Giter Club home page Giter Club logo

rope_2d's Introduction

rope_2d

English | 简体中文

1. Background

In NLP, the positional information of language is one-dimensional, meaning we need to inform the model about the position of each word in the sentence. However, in CV, the positional information of an image is two-dimensional, meaning we need to inform the model about the row and column positions of each feature.
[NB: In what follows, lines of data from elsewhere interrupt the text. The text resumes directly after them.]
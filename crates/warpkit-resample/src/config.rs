//! Resampling configuration.

use serde::{Deserialize, Serialize};
use crate::error::{ResampleError, Result};
use crate::validation::GeometryCheck;

/// Interpolation kernel used to sample the floating image.
#[derive(Debug, Clone, Copy, PartialEq, Eq, Hash, Default, Serialize, Deserialize)]
pub enum Interpolation {
    Nearest,
    #[default]
    Linear,
    /// Keys cubic convolution.
    Cubic,
    /// Lanczos-windowed sinc. Forward only.
    Sinc,
}

impl Interpolation {
    /// Integer code used by callers that configure the kernel by order.
    pub fn code(self) -> i32 {
        match self {
            Self::Nearest => 0,
            Self::Linear => 1,
            Self::Cubic => 3,
            Self::Sinc => 4,
        }
    }

    /// Parse an integer kernel code (0 nearest, 1 linear, 3 cubic, 4 sinc).
    pub fn from_code(code: i32) -> Result<Self> {
        match code {
            0 => Ok(Self::Nearest),
            1 => Ok(Self::Linear),
            3 => Ok(Self::Cubic),
            4 => Ok(Self::Sinc),
            other => Err(ResampleError::unsupported_interpolation(format!(
                "unknown interpolation code {other}"
            ))),
        }
    }

    /// Whether the adjoint scatter can use this kernel.
    pub fn supports_adjoint(self) -> bool {
        !matches!(self, Self::Sinc)
    }
}

/// Which operator `process` applies.
#[derive(Debug, Clone, Copy, PartialEq, Eq, Default, Serialize, Deserialize)]
pub enum TransformDirection {
    /// Floating image to the reference grid.
    #[default]
    Forward,
    /// Reference-grid image back to the floating grid.
    Adjoint,
}

impl TransformDirection {
    /// The grid a field for this direction is naturally expressed on: the
    /// grid the operator writes to.
    pub fn sampling_grid<'a, T>(self, reference: &'a T, floating: &'a T) -> &'a T {
        match self {
            Self::Forward => reference,
            Self::Adjoint => floating,
        }
    }
}

/// Resampling configuration.
#[derive(Debug, Clone, PartialEq, Serialize, Deserialize)]
#[serde(default)]
pub struct ResampleConfig {
    pub interpolation: Interpolation,
    /// Value written where the transformed position falls outside the floating image.
    pub padding_value: f32,
    pub direction: TransformDirection,
    /// Tolerance used when comparing grids.
    pub geometry_tolerance: f64,
    /// What to do when operator inputs do not match the expected grid.
    pub geometry_check: GeometryCheck,
}

impl Default for ResampleConfig {
    fn default() -> Self {
        Self {
            interpolation: Interpolation::Linear,
            padding_value: 0.0,
            direction: TransformDirection::Forward,
            geometry_tolerance: 1e-4,
            geometry_check: GeometryCheck::Strict,
        }
    }
}

impl ResampleConfig {
    /// Create a new config with default settings.
    pub fn new() -> Self {
        Self::default()
    }

    /// Set the interpolation kernel.
    pub fn with_interpolation(mut self, interpolation: Interpolation) -> Self {
        self.interpolation = interpolation;
        self
    }

    /// Set the padding value.
    pub fn with_padding_value(mut self, value: f32) -> Self {
        self.padding_value = value;
        self
    }

    /// Set the direction used by `process`.
    pub fn with_direction(mut self, direction: TransformDirection) -> Self {
        self.direction = direction;
        self
    }

    /// Set the grid comparison tolerance.
    pub fn with_geometry_tolerance(mut self, tolerance: f64) -> Self {
        self.geometry_tolerance = tolerance;
        self
    }

    /// Warn instead of failing on grid mismatches.
    pub fn tolerant(mut self) -> Self {
        self.geometry_check = GeometryCheck::Tolerant;
        self
    }
}
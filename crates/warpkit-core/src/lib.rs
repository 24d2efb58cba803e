//! Image, geometry and transformation primitives for volumetric resampling.

pub mod error;
pub mod image;
pub mod spatial;
pub mod transform;
pub mod interpolation;

pub use error::{ImageError, Result};
pub use image::{Image, ImageGeometry, IntensityMetadata, PixelType};
pub use spatial::{Point, Vector, Spacing, Direction};
pub use transform::{Transform, Transformation, DeformationField};
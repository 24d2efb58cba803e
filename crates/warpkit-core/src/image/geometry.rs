//! Voxel grid geometry.
//!
//! An `ImageGeometry` describes a voxel grid in physical space: its size,
//! the physical position of the first voxel, the voxel spacing and the
//! orientation of the index axes. It is the grid half of a canonical image and
//! the target grid handed to the transformation composer.

use burn::tensor::backend::Backend;
use burn::tensor::{Tensor, TensorData};
use crate::error::{ImageError, Result};
use crate::image::grid::generate_grid;
use crate::spatial::{Direction, Point, Spacing, Vector};

/// Geometry of a D-dimensional voxel grid.
///
/// `shape` is stored in tensor order (slowest axis first, `[Z, Y, X]` in 3D),
/// while `origin`, `spacing`, `direction` and continuous indices use index
/// order (`x` first). The mapping between the two is
/// `point = origin + direction * (index ⊙ spacing)`.
#[derive(Debug, Clone, PartialEq)]
pub struct ImageGeometry<const D: usize> {
    shape: [usize; D],
    origin: Point<D>,
    spacing: Spacing<D>,
    direction: Direction<D>,
}

impl<const D: usize> ImageGeometry<D> {
    /// Create a geometry. No validation is performed; see [`ImageGeometry::validate`].
    pub fn new(
        shape: [usize; D],
        origin: Point<D>,
        spacing: Spacing<D>,
        direction: Direction<D>,
    ) -> Self {
        Self {
            shape,
            origin,
            spacing,
            direction,
        }
    }

    /// Unit spacing, zero origin and identity orientation for `shape`.
    pub fn from_shape(shape: [usize; D]) -> Self {
        Self::new(shape, Point::origin(), Spacing::uniform(1.0), Direction::identity())
    }

    /// Grid size in tensor order (`[Z, Y, X]`).
    pub fn shape(&self) -> [usize; D] {
        self.shape
    }

    /// Grid size in index order (`[nx, ny, nz]`).
    pub fn index_dims(&self) -> [usize; D] {
        std::array::from_fn(|i| self.shape[D - 1 - i])
    }

    /// Total number of voxels.
    pub fn num_voxels(&self) -> usize {
        self.shape.iter().product()
    }

    /// Physical coordinate of the first voxel.
    pub fn origin(&self) -> &Point<D> {
        &self.origin
    }

    /// Physical distance between voxels along each index axis.
    pub fn spacing(&self) -> &Spacing<D> {
        &self.spacing
    }

    /// Orientation of the index axes.
    pub fn direction(&self) -> &Direction<D> {
        &self.direction
    }

    /// Check the geometry describes a usable grid.
    pub fn validate(&self) -> Result<()> {
        if self.shape.iter().any(|&n| n == 0) {
            return Err(ImageError::invalid_geometry(format!(
                "zero-sized dimension in shape {:?}",
                self.shape
            )));
        }
        if !self.spacing.is_valid() {
            return Err(ImageError::invalid_geometry(format!(
                "spacing must be finite and positive, got {:?}",
                self.spacing.to_array()
            )));
        }
        if self.direction.try_inverse().is_none() {
            return Err(ImageError::invalid_geometry("direction matrix is singular"));
        }
        Ok(())
    }

    /// Compare size, origin, spacing and orientation within `tolerance`.
    ///
    /// Returns a description of the first mismatch, or `None` when compatible.
    pub fn mismatch(&self, other: &Self, tolerance: f64) -> Option<String> {
        if self.shape != other.shape {
            return Some(format!("shape {:?} vs {:?}", self.shape, other.shape));
        }
        let origin_diff = self.origin.max_abs_difference(&other.origin);
        if origin_diff > tolerance {
            return Some(format!(
                "origin {:?} vs {:?}",
                self.origin.to_array(),
                other.origin.to_array()
            ));
        }
        let spacing_diff = self.spacing.max_abs_difference(&other.spacing);
        if spacing_diff > tolerance {
            return Some(format!(
                "spacing {:?} vs {:?}",
                self.spacing.to_array(),
                other.spacing.to_array()
            ));
        }
        let direction_diff = self.direction.max_abs_difference(&other.direction);
        if direction_diff > tolerance {
            return Some(format!("direction differs by {direction_diff:.3e}"));
        }
        None
    }

    /// True if size, origin, spacing and orientation match within `tolerance`.
    pub fn is_compatible(&self, other: &Self, tolerance: f64) -> bool {
        self.mismatch(other, tolerance).is_none()
    }

    /// Convert a continuous index to a physical point.
    pub fn index_to_physical(&self, index: &Point<D>) -> Point<D> {
        let mut scaled = Vector::<D>::zeros();
        for i in 0..D {
            scaled[i] = index[i] * self.spacing[i];
        }
        self.origin + self.direction * scaled
    }

    /// Convert a physical point to a continuous index.
    ///
    /// `index = (Direction^-1 * (point - origin)) / spacing`
    pub fn physical_to_index(&self, point: &Point<D>) -> Result<Point<D>> {
        let inv_dir = self.inverse_direction()?;
        let rotated = inv_dir * (*point - self.origin);
        let mut index = Point::<D>::origin();
        for i in 0..D {
            index[i] = rotated[i] / self.spacing[i];
        }
        Ok(index)
    }

    /// Batch transform continuous indices `[N, D]` to physical points `[N, D]`.
    pub fn index_to_world_tensor<B: Backend>(&self, indices: Tensor<B, 2>) -> Tensor<B, 2> {
        let device = indices.device();
        let origin_tensor = self.origin_tensor::<B>(&device);

        // P = O + I @ M with M_rc = S_r * D_cr
        let mut m_data = Vec::with_capacity(D * D);
        for r in 0..D {
            for c in 0..D {
                m_data.push((self.spacing[r] * self.direction[(c, r)]) as f32);
            }
        }
        let m_tensor = Tensor::<B, 2>::from_data(TensorData::new(m_data, [D, D]), &device);

        indices.matmul(m_tensor) + origin_tensor
    }

    /// Batch transform physical points `[N, D]` to continuous indices `[N, D]`.
    pub fn world_to_index_tensor<B: Backend>(&self, points: Tensor<B, 2>) -> Result<Tensor<B, 2>> {
        let device = points.device();
        let origin_tensor = self.origin_tensor::<B>(&device);
        let inv_dir = self.inverse_direction()?;

        // I = (P - O) @ T with T_rc = (D^-1)_cr / S_c
        let mut t_data = Vec::with_capacity(D * D);
        for r in 0..D {
            for c in 0..D {
                t_data.push((inv_dir[(c, r)] / self.spacing[c]) as f32);
            }
        }
        let t_tensor = Tensor::<B, 2>::from_data(TensorData::new(t_data, [D, D]), &device);

        Ok((points - origin_tensor).matmul(t_tensor))
    }

    /// Physical position of every voxel, `[N, D]`, in memory order.
    pub fn physical_grid<B: Backend>(&self, device: &B::Device) -> Tensor<B, 2> {
        let indices = generate_grid::<B, D>(self.shape, device);
        self.index_to_world_tensor(indices)
    }

    fn inverse_direction(&self) -> Result<Direction<D>> {
        self.direction
            .try_inverse()
            .ok_or_else(|| ImageError::invalid_geometry("direction matrix is singular"))
    }

    fn origin_tensor<B: Backend>(&self, device: &B::Device) -> Tensor<B, 2> {
        let origin_vec: Vec<f32> = self.origin.to_f32().to_vec();
        Tensor::<B, 1>::from_data(TensorData::new(origin_vec, [D]), device).reshape([1, D])
    }
}
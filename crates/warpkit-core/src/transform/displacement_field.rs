//! Dense displacement field transform.
//!
//! Each voxel of the field's grid carries an offset; a point is mapped to
//! itself plus the offset interpolated at its position.

use burn::tensor::Tensor;
use burn::tensor::backend::Backend;
use crate::error::Result;
use crate::image::ImageGeometry;
use crate::interpolation::{Interpolator, LinearInterpolator};
use super::deformation_field::{check_field_shape, DeformationField};
use super::trait_::Transform;

/// Dense displacement field for 3D volumes.
///
/// The displacement field has shape `[3, Z, Y, X]` and lives on `geometry`.
#[derive(Debug, Clone)]
pub struct DisplacementFieldTransform<B: Backend> {
    displacement: Tensor<B, 4>,
    geometry: ImageGeometry<3>,
}

impl<B: Backend> DisplacementFieldTransform<B> {
    /// Create a displacement field transform.
    ///
    /// # Arguments
    /// * `displacement` - Tensor of shape `[3, Z, Y, X]` containing offsets
    /// * `geometry` - Grid the offsets are sampled on
    pub fn new(displacement: Tensor<B, 4>, geometry: ImageGeometry<3>) -> Result<Self> {
        check_field_shape(&displacement, &geometry)?;
        Ok(Self::from_parts(displacement, geometry))
    }

    pub(crate) fn from_parts(displacement: Tensor<B, 4>, geometry: ImageGeometry<3>) -> Self {
        Self {
            displacement,
            geometry,
        }
    }

    /// Zero displacement on `geometry`.
    pub fn zeros(geometry: ImageGeometry<3>, device: &B::Device) -> Self {
        let [z, y, x] = geometry.shape();
        Self::from_parts(Tensor::zeros([3, z, y, x], device), geometry)
    }

    /// Get the displacement field.
    pub fn displacement(&self) -> Tensor<B, 4> {
        self.displacement.clone()
    }

    pub fn geometry(&self) -> &ImageGeometry<3> {
        &self.geometry
    }

    /// Add the identity: offsets become positions.
    pub fn to_deformation(&self) -> DeformationField<B> {
        let identity = DeformationField::identity(self.geometry.clone(), &self.displacement.device());
        let data = identity.data().clone() + self.displacement.clone();
        DeformationField::from_parts(data, self.geometry.clone())
    }
}

impl<B: Backend> Transform<B, 3> for DisplacementFieldTransform<B> {
    fn transform_points(&self, points: Tensor<B, 2>) -> Result<Tensor<B, 2>> {
        let indices = self.geometry.world_to_index_tensor(points.clone())?;
        let offsets = LinearInterpolator.interpolate_components(&self.displacement, indices);
        Ok(points + offsets)
    }
}
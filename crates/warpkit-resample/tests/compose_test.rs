use burn_ndarray::NdArray;
use nalgebra::{SMatrix, SVector};
use warpkit_core::image::{Image, ImageGeometry};
use warpkit_core::spatial::Vector;
use warpkit_core::transform::{AffineTransform, DeformationField, Transformation};
use warpkit_resample::{compose, Interpolation, ResampleEngine};

type B = NdArray<f32>;

const N: usize = 8;

fn grid() -> ImageGeometry<3> {
    ImageGeometry::from_shape([N, N, N])
}

fn ramp() -> Image<B, 3> {
    let mut voxels = Vec::with_capacity(N * N * N);
    for z in 0..N {
        for y in 0..N {
            for x in 0..N {
                voxels.push(2.0 * x as f32 + 3.0 * y as f32 + z as f32);
            }
        }
    }
    Image::from_voxels(voxels, grid(), &Default::default()).unwrap()
}

fn resample(floating: Image<B, 3>, transformations: Vec<Transformation<B>>) -> Vec<f32> {
    let mut engine = ResampleEngine::<B>::new(Default::default());
    engine.set_reference_image(Image::zeros(grid(), &Default::default()));
    engine.set_floating_image(floating);
    engine.set_transformations(transformations);
    engine.set_interpolation(Interpolation::Linear);
    engine.process().unwrap().to_voxels().unwrap()
}

#[test]
fn test_chained_resampling_matches_composition() {
    let a: Transformation<B> = AffineTransform::from_translation(Vector::new([0.5, 0.25, 0.0])).into();
    let b: Transformation<B> = AffineTransform::new(
        SMatrix::from_diagonal(&SVector::from([0.9, 1.0, 1.0])),
        SVector::from([0.75, 0.0, 0.5]),
    )
    .into();

    let composed = resample(ramp(), vec![a.clone(), b.clone()]);

    let intermediate = Image::from_voxels(resample(ramp(), vec![b]), grid(), &Default::default()).unwrap();
    let chained = resample(intermediate, vec![a]);

    // Linear interpolation of a linear ramp is exact wherever every tap is inside
    for z in 0..6 {
        for y in 0..6 {
            for x in 0..6 {
                let i = (z * N + y) * N + x;
                assert!(
                    (composed[i] - chained[i]).abs() < 1e-3,
                    "voxel ({x}, {y}, {z}): {} vs {}",
                    composed[i],
                    chained[i]
                );
            }
        }
    }
}

#[test]
fn test_empty_list_is_identity() {
    let device = Default::default();
    let field = compose::<B>(&[], &grid(), &device).unwrap();
    let identity = DeformationField::<B>::identity(grid(), &device);
    assert_eq!(field.to_voxels().unwrap(), identity.to_voxels().unwrap());

    assert_eq!(resample(ramp(), Vec::new()), ramp().to_voxels().unwrap());
}
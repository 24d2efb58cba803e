//! Forward and adjoint resampling of 3D volumes.
//!
//! A [`ResampleEngine`] maps a floating image onto the grid of a reference
//! image through a list of transformations composed into one deformation
//! field. The adjoint operator scatters reference-grid data back onto the
//! floating grid with the same interpolation weights, so that
//! `<forward(x), y> == <x, adjoint(y)>` up to rounding.

pub mod adjoint;
pub mod cache;
pub mod compose;
pub mod config;
pub mod engine;
pub mod error;
pub mod forward;
pub mod kernel;
pub mod reconcile;
pub mod validation;

pub use adjoint::{resample_adjoint, ControlPointTransformation, SplatPlan};
pub use cache::{AdjointWeights, CacheState};
pub use compose::compose;
pub use config::{Interpolation, ResampleConfig, TransformDirection};
pub use engine::{ResampleEngine, ResamplingContext};
pub use error::{ResampleError, Result};
pub use forward::resample_forward;
pub use reconcile::{ImageHandle, ImageSource};
pub use validation::GeometryCheck;
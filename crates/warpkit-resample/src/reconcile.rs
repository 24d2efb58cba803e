//! Conversion of caller-supplied images into canonical images.
//!
//! The engine accepts either an [`Image`] it can use as-is, or any foreign
//! representation implementing [`ImageSource`], which is copied once into a
//! canonical image. The caller's image is never modified.

use std::sync::Arc;
use burn::tensor::backend::Backend;
use warpkit_core::image::{Image, ImageGeometry, IntensityMetadata};
use warpkit_core::spatial::{Direction, Point, Spacing};
use crate::error::{ResampleError, Result};

/// A volume held in some other representation.
///
/// Sizes and coordinates are in index order (`x` first); voxels are
/// returned with `x` varying fastest.
pub trait ImageSource {
    /// Number of voxels along x, y and z.
    fn dims(&self) -> [usize; 3];

    /// Voxel spacing, if the source records one.
    fn spacing(&self) -> Option<[f64; 3]>;

    fn origin(&self) -> [f64; 3];

    /// Row-major orientation matrix; column `i` is the direction of index axis `i`.
    fn direction(&self) -> [[f64; 3]; 3];

    /// Copy of the voxel values.
    fn voxels(&self) -> Vec<f32>;

    fn intensity(&self) -> IntensityMetadata {
        IntensityMetadata::default()
    }
}

/// An image as handed to the engine.
#[derive(Clone)]
pub enum ImageHandle<B: Backend> {
    Canonical(Arc<Image<B, 3>>),
    External(Arc<dyn ImageSource + Send + Sync>),
}

impl<B: Backend> ImageHandle<B> {
    /// Wrap a foreign image.
    pub fn external<S>(source: S) -> Self
    where
        S: ImageSource + Send + Sync + 'static,
    {
        Self::External(Arc::new(source))
    }
}

impl<B: Backend> std::fmt::Debug for ImageHandle<B> {
    fn fmt(&self, f: &mut std::fmt::Formatter<'_>) -> std::fmt::Result {
        match self {
            Self::Canonical(image) => f.debug_tuple("Canonical").field(&image.shape()).finish(),
            Self::External(source) => f.debug_tuple("External").field(&source.dims()).finish(),
        }
    }
}

impl<B: Backend> From<Image<B, 3>> for ImageHandle<B> {
    fn from(image: Image<B, 3>) -> Self {
        Self::Canonical(Arc::new(image))
    }
}

impl<B: Backend> From<Arc<Image<B, 3>>> for ImageHandle<B> {
    fn from(image: Arc<Image<B, 3>>) -> Self {
        Self::Canonical(image)
    }
}

/// Produce a canonical image for `handle`.
///
/// Canonical handles share the caller's allocation; external handles are copied
/// onto `device`.
pub fn reconcile<B: Backend>(handle: &ImageHandle<B>, device: &B::Device) -> Result<Arc<Image<B, 3>>> {
    match handle {
        ImageHandle::Canonical(image) => {
            image
                .geometry()
                .validate()
                .map_err(|e| ResampleError::geometry_conversion(e.to_string()))?;
            Ok(Arc::clone(image))
        }
        ImageHandle::External(source) => convert_external(source.as_ref(), device).map(Arc::new),
    }
}

fn convert_external<B: Backend>(source: &(dyn ImageSource + Send + Sync), device: &B::Device) -> Result<Image<B, 3>> {
    let [nx, ny, nz] = source.dims();
    if nx == 0 || ny == 0 || nz == 0 {
        return Err(ResampleError::geometry_conversion(format!(
            "zero-sized dimension in {:?}",
            [nx, ny, nz]
        )));
    }

    let spacing = source
        .spacing()
        .ok_or_else(|| ResampleError::geometry_conversion("source has no voxel spacing"))?;

    let geometry = ImageGeometry::new(
        [nz, ny, nx],
        Point::new(source.origin()),
        Spacing::new(spacing),
        Direction::from_rows(source.direction()),
    );
    geometry
        .validate()
        .map_err(|e| ResampleError::geometry_conversion(e.to_string()))?;

    let voxels = source.voxels();
    if voxels.len() != geometry.num_voxels() {
        return Err(ResampleError::geometry_conversion(format!(
            "expected {} voxels, source provided {}",
            geometry.num_voxels(),
            voxels.len()
        )));
    }

    tracing::debug!(dims = ?[nx, ny, nz], "converted external image");
    Ok(Image::from_voxels(voxels, geometry, device)?.with_intensity(source.intensity()))
}

#[cfg(test)]
mod tests {
    use super::*;
    use burn_ndarray::NdArray;
    use warpkit_core::image::PixelType;

    type Backend = NdArray<f32>;

    struct RawVolume {
        dims: [usize; 3],
        spacing: Option<[f64; 3]>,
        direction: [[f64; 3]; 3],
        voxels: Vec<f32>,
    }

    impl RawVolume {
        fn new(dims: [usize; 3]) -> Self {
            let count = dims.iter().product();
            Self {
                dims,
                spacing: Some([1.0, 2.0, 3.0]),
                direction: [[1.0, 0.0, 0.0], [0.0, 1.0, 0.0], [0.0, 0.0, 1.0]],
                voxels: (0..count).map(|v| v as f32).collect(),
            }
        }
    }

    impl ImageSource for RawVolume {
        fn dims(&self) -> [usize; 3] {
            self.dims
        }
        fn spacing(&self) -> Option<[f64; 3]> {
            self.spacing
        }
        fn origin(&self) -> [f64; 3] {
            [5.0, 0.0, -5.0]
        }
        fn direction(&self) -> [[f64; 3]; 3] {
            self.direction
        }
        fn voxels(&self) -> Vec<f32> {
            self.voxels.clone()
        }
        fn intensity(&self) -> IntensityMetadata {
            IntensityMetadata::default().with_pixel_type(PixelType::Int16)
        }
    }

    #[test]
    fn test_canonical_is_shared() {
        let device = Default::default();
        let image = Arc::new(Image::<Backend, 3>::zeros(ImageGeometry::from_shape([2, 2, 2]), &device));
        let handle = ImageHandle::from(Arc::clone(&image));
        let canonical = reconcile(&handle, &device).unwrap();
        assert!(Arc::ptr_eq(&image, &canonical));
    }

    #[test]
    fn test_external_is_copied_with_geometry() {
        let device = Default::default();
        let handle = ImageHandle::<Backend>::external(RawVolume::new([4, 3, 2]));
        let image = reconcile(&handle, &device).unwrap();
        assert_eq!(image.shape(), [2, 3, 4]);
        assert_eq!(image.spacing().to_array(), [1.0, 2.0, 3.0]);
        assert_eq!(image.origin().to_array(), [5.0, 0.0, -5.0]);
        assert_eq!(image.to_voxels().unwrap()[5], 5.0);
        assert_eq!(image.intensity().pixel_type, PixelType::Int16);
    }

    #[test]
    fn test_external_without_spacing_fails() {
        let device = Default::default();
        let mut raw = RawVolume::new([2, 2, 2]);
        raw.spacing = None;
        let err = reconcile(&ImageHandle::<Backend>::external(raw), &device).unwrap_err();
        assert!(matches!(err, ResampleError::GeometryConversion(_)));
    }

    #[test]
    fn test_external_degenerate_inputs_fail() {
        let device = Default::default();

        let zero = RawVolume::new([0, 2, 2]);
        assert!(matches!(
            reconcile(&ImageHandle::<Backend>::external(zero), &device),
            Err(ResampleError::GeometryConversion(_))
        ));

        let mut negative = RawVolume::new([2, 2, 2]);
        negative.spacing = Some([1.0, -1.0, 1.0]);
        assert!(reconcile(&ImageHandle::<Backend>::external(negative), &device).is_err());

        let mut singular = RawVolume::new([2, 2, 2]);
        singular.direction = [[1.0, 0.0, 0.0], [1.0, 0.0, 0.0], [0.0, 0.0, 1.0]];
        assert!(reconcile(&ImageHandle::<Backend>::external(singular), &device).is_err());

        let mut short = RawVolume::new([2, 2, 2]);
        short.voxels.pop();
        assert!(matches!(
            reconcile(&ImageHandle::<Backend>::external(short), &device),
            Err(ResampleError::GeometryConversion(_))
        ));
    }
}
//! Spatial transformations.
//!
//! Every transformation maps batches of physical points and can be evaluated
//! on a voxel grid into a [`DeformationField`].

pub mod trait_;
pub mod affine;
pub mod bspline;
pub mod deformation_field;
pub mod displacement_field;
pub mod transformation;

pub use trait_::Transform;
pub use affine::AffineTransform;
pub use bspline::{BSplineTransform, CoefficientKind};
pub use deformation_field::DeformationField;
pub use displacement_field::DisplacementFieldTransform;
pub use transformation::Transformation;
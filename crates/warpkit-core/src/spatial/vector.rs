//! Vector type for displacements, spacings and axis directions.

use nalgebra::SVector;
use serde::{Deserialize, Serialize};

/// A vector in D-dimensional space.
///
/// Thin wrapper around nalgebra's `SVector`.
#[derive(Debug, Clone, Copy, PartialEq, Serialize, Deserialize)]
pub struct Vector<const D: usize>(pub SVector<f64, D>);

impl<const D: usize> Vector<D> {
    /// Create a new vector from components.
    pub fn new(components: [f64; D]) -> Self {
        Self(SVector::from(components))
    }

    /// Create a zero vector.
    pub fn zeros() -> Self {
        Self(SVector::zeros())
    }

    /// Components as an array.
    pub fn to_array(&self) -> [f64; D] {
        std::array::from_fn(|i| self.0[i])
    }

    /// Component-wise product.
    pub fn component_mul(&self, other: &Self) -> Self {
        Self(self.0.component_mul(&other.0))
    }

    /// Largest per-component absolute difference to `other`.
    pub fn max_abs_difference(&self, other: &Self) -> f64 {
        (0..D)
            .map(|i| (self.0[i] - other.0[i]).abs())
            .fold(0.0, f64::max)
    }

    /// Get the inner nalgebra vector.
    pub fn inner(&self) -> &SVector<f64, D> {
        &self.0
    }
}

impl<const D: usize> std::ops::Index<usize> for Vector<D> {
    type Output = f64;

    fn index(&self, index: usize) -> &Self::Output {
        &self.0[index]
    }
}

impl<const D: usize> std::ops::IndexMut<usize> for Vector<D> {
    fn index_mut(&mut self, index: usize) -> &mut Self::Output {
        &mut self.0[index]
    }
}

impl<const D: usize> std::ops::Add for Vector<D> {
    type Output = Self;

    fn add(self, other: Self) -> Self::Output {
        Self(self.0 + other.0)
    }
}

impl<const D: usize> std::ops::Sub for Vector<D> {
    type Output = Self;

    fn sub(self, other: Self) -> Self::Output {
        Self(self.0 - other.0)
    }
}

impl<const D: usize> std::ops::Mul<f64> for Vector<D> {
    type Output = Self;

    fn mul(self, scalar: f64) -> Self::Output {
        Self(self.0 * scalar)
    }
}

impl<const D: usize> std::ops::Neg for Vector<D> {
    type Output = Self;

    fn neg(self) -> Self::Output {
        Self(-self.0)
    }
}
Here, two-dimensional means that complete positional information requires two numbers, not referring to the dimensionality of the position vector.

If we directly use the position encoding from the Transformer, it would cause the model to be unable to distinguish features at different positions. Therefore, two-dimensional positional encoding needs to be introduced.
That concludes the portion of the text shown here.